Records provided
"""
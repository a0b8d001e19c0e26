//! Knowledge-base service
//!
//! Orchestrates the path scheme, codec and remote store into the three
//! operations the tool surface exposes: add, search, list. Stateless - every
//! call re-derives truth from the remote tree, so there is no cache to
//! invalidate and nothing to persist between invocations.
//!
//! Search is a full scan: list, fetch, decode, count occurrences. That is a
//! deliberate scalability ceiling - a personal knowledge base holds hundreds
//! to low thousands of entries, which one scan handles fine without a
//! persisted index.

use std::collections::HashSet;

use chrono::Utc;

use crate::error::{PkbError, Result};
use crate::remote::RemoteStore;

use super::codec;
use super::entry::{
    normalize_tags, AddOutcome, Entry, EntrySummary, SearchResult, Section,
};
use super::path::{commit_message, disambiguate, resolve_path, slugify};

const TIL_INDEX: &str = "til/index.md";
const SNIPPET_CHARS: usize = 200;

/// Request to create a new entry
#[derive(Debug, Clone)]
pub struct NewEntry {
    pub section: Section,
    pub title: String,
    pub body: String,
    pub tags: Vec<String>,
    pub category: Option<String>,
}

/// Search response: hits plus any paths that had to be skipped
#[derive(Debug, Default)]
pub struct SearchOutcome {
    pub results: Vec<SearchResult>,
    /// Paths that existed in the listing but could not be read or decoded
    pub skipped: Vec<String>,
}

/// Listing response: summaries newest-first, plus skipped paths
#[derive(Debug, Default)]
pub struct ListOutcome {
    pub entries: Vec<EntrySummary>,
    pub skipped: Vec<String>,
}

/// The knowledge-base service
pub struct Pkb<S: RemoteStore> {
    store: S,
}

impl<S: RemoteStore> Pkb<S> {
    pub fn new(store: S) -> Self {
        Self { store }
    }

    /// Create a new entry with create-only write semantics
    ///
    /// Path disambiguation runs against a tree listing fetched just before
    /// the write, so a concurrent writer can still take the path first; the
    /// write then fails with `Conflict` and the caller retries the whole
    /// add, which re-resolves against the updated tree.
    pub async fn add_entry(&self, req: NewEntry) -> Result<AddOutcome> {
        let title = req.title.trim();
        if title.is_empty() {
            return Err(PkbError::validation("title", "must not be empty"));
        }
        if title.contains('\n') {
            return Err(PkbError::validation("title", "must be a single line"));
        }
        if req.body.trim().is_empty() {
            return Err(PkbError::validation("body", "must not be empty"));
        }

        let category = match (req.section.requires_category(), req.category.as_deref()) {
            (true, Some(c)) if !c.trim().is_empty() => Some(c.trim().to_lowercase()),
            (true, _) => {
                return Err(PkbError::validation(
                    "category",
                    format!("required for {} entries", req.section),
                ))
            }
            (false, Some(c)) if !c.trim().is_empty() => {
                return Err(PkbError::validation(
                    "category",
                    "not applicable to til entries",
                ))
            }
            (false, _) => None,
        };

        let created_at = Utc::now();
        let base = resolve_path(req.section, category.as_deref(), title, created_at)?;

        let existing: HashSet<String> = self
            .store
            .list_tree(req.section.prefix())
            .await?
            .into_iter()
            .collect();
        let path = disambiguate(&base, &existing);

        let entry = Entry {
            section: req.section,
            title: title.to_string(),
            body: req.body,
            tags: normalize_tags(&req.tags),
            category: category.clone(),
            created_at,
        };

        let document = codec::encode(&entry);
        let message = commit_message(req.section, title, category.as_deref());
        let version = self.store.put(&path, &document, &message, None).await?;
        tracing::info!(path = %path, version = %version, "entry created");

        if req.section == Section::Til {
            self.update_til_index(&entry, &path).await;
        }

        Ok(AddOutcome { path, version })
    }

    /// Keyword search across sections (default: all)
    ///
    /// Scores by counting case-insensitive occurrences of the query across
    /// title, tags and body; zero-score entries are excluded. Results sort
    /// by score descending, then path ascending, deterministically.
    pub async fn search(
        &self,
        query: &str,
        sections: Option<&[Section]>,
    ) -> Result<SearchOutcome> {
        let query = query.trim();
        if query.is_empty() {
            return Err(PkbError::validation("query", "must not be empty"));
        }
        let needle = query.to_lowercase();

        let sections = match sections {
            Some(s) if !s.is_empty() => s.to_vec(),
            _ => Section::all().to_vec(),
        };

        let mut outcome = SearchOutcome::default();
        for section in sections {
            for (path, entry) in self
                .scan(section, section.prefix(), &mut outcome.skipped)
                .await?
            {
                let score = score_entry(&entry, &needle);
                if score == 0 {
                    continue;
                }
                outcome.results.push(SearchResult {
                    path,
                    section: entry.section,
                    title: entry.title,
                    snippet: snippet(&entry.body),
                    score,
                });
            }
        }

        outcome
            .results
            .sort_by(|a, b| b.score.cmp(&a.score).then_with(|| a.path.cmp(&b.path)));
        Ok(outcome)
    }

    /// List a section's entries, newest first, without bodies
    ///
    /// For prompts/patterns a category narrows the listing to that bucket;
    /// TILs carry no category.
    pub async fn list_entries(
        &self,
        section: Section,
        category: Option<&str>,
    ) -> Result<ListOutcome> {
        let prefix = match category.map(str::trim).filter(|c| !c.is_empty()) {
            Some(c) if section.requires_category() => {
                format!("{}{}/", section.prefix(), slugify(c))
            }
            Some(_) => {
                return Err(PkbError::validation(
                    "category",
                    "not applicable to til entries",
                ))
            }
            None => section.prefix().to_string(),
        };

        let mut outcome = ListOutcome::default();
        for (path, entry) in self.scan(section, &prefix, &mut outcome.skipped).await? {
            outcome.entries.push(EntrySummary {
                path,
                title: entry.title,
                tags: entry.tags,
                category: entry.category,
                created_at: entry.created_at,
            });
        }

        outcome.entries.sort_by(|a, b| {
            b.created_at
                .cmp(&a.created_at)
                .then_with(|| a.path.cmp(&b.path))
        });
        Ok(outcome)
    }

    /// List + fetch + decode everything under a prefix, isolating per-entry
    /// failures into `skipped`
    async fn scan(
        &self,
        section: Section,
        prefix: &str,
        skipped: &mut Vec<String>,
    ) -> Result<Vec<(String, Entry)>> {
        let mut found = Vec::new();
        for path in self.store.list_tree(prefix).await? {
            if !path.ends_with(".md") || is_index(&path) {
                continue;
            }
            match self.fetch_entry(&path, section).await {
                Ok(entry) => found.push((path, entry)),
                Err(e) if e.is_skippable() => {
                    tracing::warn!(path = %path, error = %e, "skipping unreadable entry");
                    skipped.push(path);
                }
                Err(e) => return Err(e),
            }
        }
        Ok(found)
    }

    async fn fetch_entry(&self, path: &str, section: Section) -> Result<Entry> {
        let file = self.store.get(path).await?;
        codec::decode(&file.content, section).map_err(|e| PkbError::MalformedEntry {
            path: path.to_string(),
            reason: e.to_string(),
        })
    }

    /// Append a link line to til/index.md, best effort
    ///
    /// The index is derived data; a failure here is logged and never fails
    /// the add that already landed.
    async fn update_til_index(&self, entry: &Entry, entry_path: &str) {
        if let Err(e) = self.try_update_til_index(entry, entry_path).await {
            tracing::warn!(error = %e, "failed to update {}", TIL_INDEX);
        }
    }

    async fn try_update_til_index(&self, entry: &Entry, entry_path: &str) -> Result<()> {
        let target = entry_path.strip_prefix("til/").unwrap_or(entry_path);
        let line = format!(
            "- [{}]({}) ({})\n",
            entry.title,
            target,
            entry.created_at.format("%Y-%m-%d")
        );
        let message = format!("Update TIL index: add {}", entry.title);

        match self.store.get(TIL_INDEX).await {
            Ok(index) => {
                let updated = format!("{}\n{}", index.content.trim_end_matches('\n'), line);
                self.store
                    .put(TIL_INDEX, &updated, &message, Some(&index.version))
                    .await?;
            }
            Err(PkbError::NotFound { .. }) => {
                let content = format!("# TIL Index\n\n{}", line);
                self.store.put(TIL_INDEX, &content, &message, None).await?;
            }
            Err(e) => return Err(e),
        }
        Ok(())
    }
}

/// Keyword occurrences across title, tags and body
fn score_entry(entry: &Entry, needle: &str) -> usize {
    let mut score = count_occurrences(&entry.title, needle);
    for tag in &entry.tags {
        score += count_occurrences(tag, needle);
    }
    score + count_occurrences(&entry.body, needle)
}

/// Case-insensitive, non-overlapping substring count
fn count_occurrences(haystack: &str, needle_lower: &str) -> usize {
    if needle_lower.is_empty() {
        return 0;
    }
    let hay = haystack.to_lowercase();
    let mut count = 0;
    let mut idx = 0;
    while let Some(pos) = hay[idx..].find(needle_lower) {
        count += 1;
        idx += pos + needle_lower.len();
    }
    count
}

/// Index files are derived data, not entries
fn is_index(path: &str) -> bool {
    path == "index.md" || path.ends_with("/index.md")
}

/// First part of the body with whitespace collapsed
fn snippet(body: &str) -> String {
    let flat: Vec<&str> = body.split_whitespace().collect();
    let flat = flat.join(" ");
    if flat.chars().count() <= SNIPPET_CHARS {
        flat
    } else {
        let truncated: String = flat.chars().take(SNIPPET_CHARS).collect();
        format!("{}...", truncated.trim_end())
    }
}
"""
Your assignment
Track down every line in the entries that includes the string "disambiguate", and copy it.

Output for this exercise
use super::path::{commit_message, disambiguate, resolve_path, slugify};
        let path = disambiguate(&base, &existing);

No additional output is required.